Which of the lines below include the word "NaiveDate"? Pull each one out.

◆ Dataset content ◆

☆ ☆ ☆ ☆

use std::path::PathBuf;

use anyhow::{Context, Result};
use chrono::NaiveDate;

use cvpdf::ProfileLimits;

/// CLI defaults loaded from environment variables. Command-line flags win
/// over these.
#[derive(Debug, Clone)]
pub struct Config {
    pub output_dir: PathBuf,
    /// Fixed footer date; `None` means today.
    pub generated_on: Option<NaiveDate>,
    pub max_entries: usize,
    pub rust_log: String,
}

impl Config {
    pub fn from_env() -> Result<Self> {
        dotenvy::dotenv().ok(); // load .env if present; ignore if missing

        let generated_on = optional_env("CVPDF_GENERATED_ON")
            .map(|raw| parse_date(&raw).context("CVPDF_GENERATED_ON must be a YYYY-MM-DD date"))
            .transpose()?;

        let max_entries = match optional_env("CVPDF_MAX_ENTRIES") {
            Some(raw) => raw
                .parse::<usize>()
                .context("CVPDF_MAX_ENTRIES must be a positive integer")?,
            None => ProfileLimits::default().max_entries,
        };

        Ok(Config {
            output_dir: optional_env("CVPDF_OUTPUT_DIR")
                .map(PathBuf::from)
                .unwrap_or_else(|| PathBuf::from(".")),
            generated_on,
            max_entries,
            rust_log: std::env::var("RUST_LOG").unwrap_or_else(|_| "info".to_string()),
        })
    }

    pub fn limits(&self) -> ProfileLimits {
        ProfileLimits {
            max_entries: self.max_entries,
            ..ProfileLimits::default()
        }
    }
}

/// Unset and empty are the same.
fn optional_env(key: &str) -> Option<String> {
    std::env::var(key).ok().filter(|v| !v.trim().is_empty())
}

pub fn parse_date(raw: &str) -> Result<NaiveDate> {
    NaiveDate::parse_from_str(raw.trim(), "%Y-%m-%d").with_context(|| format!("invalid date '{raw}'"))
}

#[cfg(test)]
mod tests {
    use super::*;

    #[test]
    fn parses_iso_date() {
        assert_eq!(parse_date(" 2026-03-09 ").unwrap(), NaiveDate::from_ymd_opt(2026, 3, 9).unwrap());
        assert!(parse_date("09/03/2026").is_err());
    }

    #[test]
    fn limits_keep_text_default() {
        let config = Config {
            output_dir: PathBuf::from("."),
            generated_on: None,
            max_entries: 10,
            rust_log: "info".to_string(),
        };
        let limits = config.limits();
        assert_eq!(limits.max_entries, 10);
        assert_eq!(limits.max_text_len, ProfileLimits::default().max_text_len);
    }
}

☆ ☆ ☆ ☆

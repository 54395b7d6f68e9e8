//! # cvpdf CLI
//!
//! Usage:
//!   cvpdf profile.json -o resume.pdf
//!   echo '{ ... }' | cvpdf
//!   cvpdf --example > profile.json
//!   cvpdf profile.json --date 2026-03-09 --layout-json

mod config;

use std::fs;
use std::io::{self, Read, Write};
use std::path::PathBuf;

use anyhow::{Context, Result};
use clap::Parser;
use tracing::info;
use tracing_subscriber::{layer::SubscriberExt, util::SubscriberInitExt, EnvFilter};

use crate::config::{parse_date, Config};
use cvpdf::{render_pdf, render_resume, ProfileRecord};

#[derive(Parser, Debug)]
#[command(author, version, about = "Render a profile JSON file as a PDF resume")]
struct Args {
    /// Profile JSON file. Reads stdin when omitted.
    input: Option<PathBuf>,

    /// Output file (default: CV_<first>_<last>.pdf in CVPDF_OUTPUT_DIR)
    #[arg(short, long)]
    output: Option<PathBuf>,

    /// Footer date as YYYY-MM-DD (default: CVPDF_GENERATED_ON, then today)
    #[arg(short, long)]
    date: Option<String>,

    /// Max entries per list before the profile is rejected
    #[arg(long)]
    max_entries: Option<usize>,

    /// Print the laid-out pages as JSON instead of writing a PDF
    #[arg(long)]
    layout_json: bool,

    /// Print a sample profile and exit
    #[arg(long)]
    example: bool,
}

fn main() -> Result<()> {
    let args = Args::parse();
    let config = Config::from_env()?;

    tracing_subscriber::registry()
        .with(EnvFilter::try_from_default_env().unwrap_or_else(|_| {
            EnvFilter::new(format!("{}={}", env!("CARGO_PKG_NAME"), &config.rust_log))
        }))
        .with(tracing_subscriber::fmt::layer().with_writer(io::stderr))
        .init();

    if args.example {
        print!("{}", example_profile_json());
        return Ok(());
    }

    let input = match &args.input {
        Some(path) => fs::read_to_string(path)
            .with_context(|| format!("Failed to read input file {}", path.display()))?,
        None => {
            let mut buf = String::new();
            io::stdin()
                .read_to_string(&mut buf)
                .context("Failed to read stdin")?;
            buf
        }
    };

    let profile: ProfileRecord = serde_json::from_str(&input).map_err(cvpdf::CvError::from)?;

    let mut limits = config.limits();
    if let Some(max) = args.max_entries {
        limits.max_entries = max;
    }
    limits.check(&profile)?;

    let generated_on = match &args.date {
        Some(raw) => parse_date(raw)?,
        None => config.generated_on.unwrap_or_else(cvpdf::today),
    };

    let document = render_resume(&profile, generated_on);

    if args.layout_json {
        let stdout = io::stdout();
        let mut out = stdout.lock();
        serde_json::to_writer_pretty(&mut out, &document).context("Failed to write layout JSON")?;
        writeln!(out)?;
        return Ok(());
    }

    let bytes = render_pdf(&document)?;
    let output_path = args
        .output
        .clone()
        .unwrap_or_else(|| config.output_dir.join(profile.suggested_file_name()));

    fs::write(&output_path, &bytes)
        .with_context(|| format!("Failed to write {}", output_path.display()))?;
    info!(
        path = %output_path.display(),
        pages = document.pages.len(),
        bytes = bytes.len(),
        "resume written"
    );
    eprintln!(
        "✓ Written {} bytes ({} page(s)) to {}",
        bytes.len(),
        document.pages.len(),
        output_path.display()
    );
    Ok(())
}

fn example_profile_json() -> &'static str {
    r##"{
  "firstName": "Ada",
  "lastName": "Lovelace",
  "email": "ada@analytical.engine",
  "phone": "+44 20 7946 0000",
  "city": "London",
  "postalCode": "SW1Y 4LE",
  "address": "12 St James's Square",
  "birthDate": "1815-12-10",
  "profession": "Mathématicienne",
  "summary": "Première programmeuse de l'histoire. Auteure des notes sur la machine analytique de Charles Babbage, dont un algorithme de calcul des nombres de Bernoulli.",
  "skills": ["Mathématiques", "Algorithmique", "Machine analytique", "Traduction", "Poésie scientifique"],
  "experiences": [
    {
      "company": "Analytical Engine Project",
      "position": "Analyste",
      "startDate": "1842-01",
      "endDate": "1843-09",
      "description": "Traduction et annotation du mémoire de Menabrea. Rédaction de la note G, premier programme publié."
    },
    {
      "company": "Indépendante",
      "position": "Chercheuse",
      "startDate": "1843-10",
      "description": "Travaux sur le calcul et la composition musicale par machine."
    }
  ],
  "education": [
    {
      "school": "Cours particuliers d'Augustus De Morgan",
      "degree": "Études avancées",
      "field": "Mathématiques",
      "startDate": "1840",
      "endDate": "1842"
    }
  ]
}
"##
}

☆ ☆ ☆ ☆

◆ Final answer ◆
use chrono::NaiveDate;
    pub generated_on: Option<NaiveDate>,
pub fn parse_date(raw: &str) -> Result<NaiveDate> {
    NaiveDate::parse_from_str(raw.trim(), "%Y-%m-%d").with_context(|| format!("invalid date '{raw}'"))
        assert_eq!(parse_date(" 2026-03-09 ").unwrap(), NaiveDate::from_ymd_opt(2026, 3, 9).unwrap());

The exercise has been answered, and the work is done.